**INSTRUCTIONS FOR THE TASK**
Tally the lines below that contain the word "gesture". Only the number should be returned.

**GIVEN ENTRIES**
════════════════

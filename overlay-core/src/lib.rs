//! # Overlay Core
//!
//! Document engine for animated graphic overlays.
//! Compiles to WASM for the browser editor.
//!
//! ## Architecture
//!
//! ```text
//! ┌─────────────────────────────────────────────┐
//! │                overlay-core                 │
//! ├─────────────────────────────────────────────┤
//! │  Element Model   │  Document Store          │
//! │  - Elements      │  - Selection, tool, zoom │
//! │  - Patches       │  - Structural edits      │
//! │  - Documents     │  - Undo history          │
//! ├─────────────────────────────────────────────┤
//! │  Timeline        │  Export                  │
//! │  - Enter/exit    │  - Artifact programs     │
//! │  - Preview clock │  - Standalone HTML       │
//! └─────────────────────────────────────────────┘
//! ```
//!
//! The UI mutates an [`EditorStore`]; structural edits checkpoint a bounded
//! [`History`]. The [`animation`] module turns per-element animation configs
//! into tween intents, played either by the in-crate [`PreviewPlayer`] or by
//! the runtime embedded in an exported [`Artifact`].

#![forbid(unsafe_code)]
#![deny(missing_docs)]
#![deny(clippy::all)]
#![deny(clippy::pedantic)]
#![allow(clippy::module_name_repetitions)]

pub mod animation;
pub mod document;
pub mod element;
pub mod error;
pub mod export;
pub mod gesture;
pub mod history;
pub mod keymap;
pub mod preview;
pub mod store;

#[cfg(feature = "wasm")]
pub mod wasm;

pub use animation::{
    AnimationIntent, Easing, ExitMotion, Phase, PropertySet, TweenExecutor, VisualState,
};
pub use document::{CanvasConfig, GraphicDocument};
pub use element::{
    AnimationConfig, AnimationType, Element, ElementId, ElementKind, ElementPatch, ElementType,
    FontStyle, TextAlign, Transform,
};
pub use error::{OverlayError, OverlayResult};
pub use export::{Artifact, ArtifactElement, ArtifactExporter, ExportConfig, PhaseProgram};
pub use gesture::GestureOutcome;
pub use history::History;
pub use keymap::{EditorCommand, Key, KeyChord, KeyContext};
pub use preview::PreviewPlayer;
pub use store::{EditorConfig, EditorMode, EditorStore, StoreChange, Tool};

/// Overlay core version
pub const VERSION: &str = env!("CARGO_PKG_VERSION");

════════════════

**FINISHED TASK**
2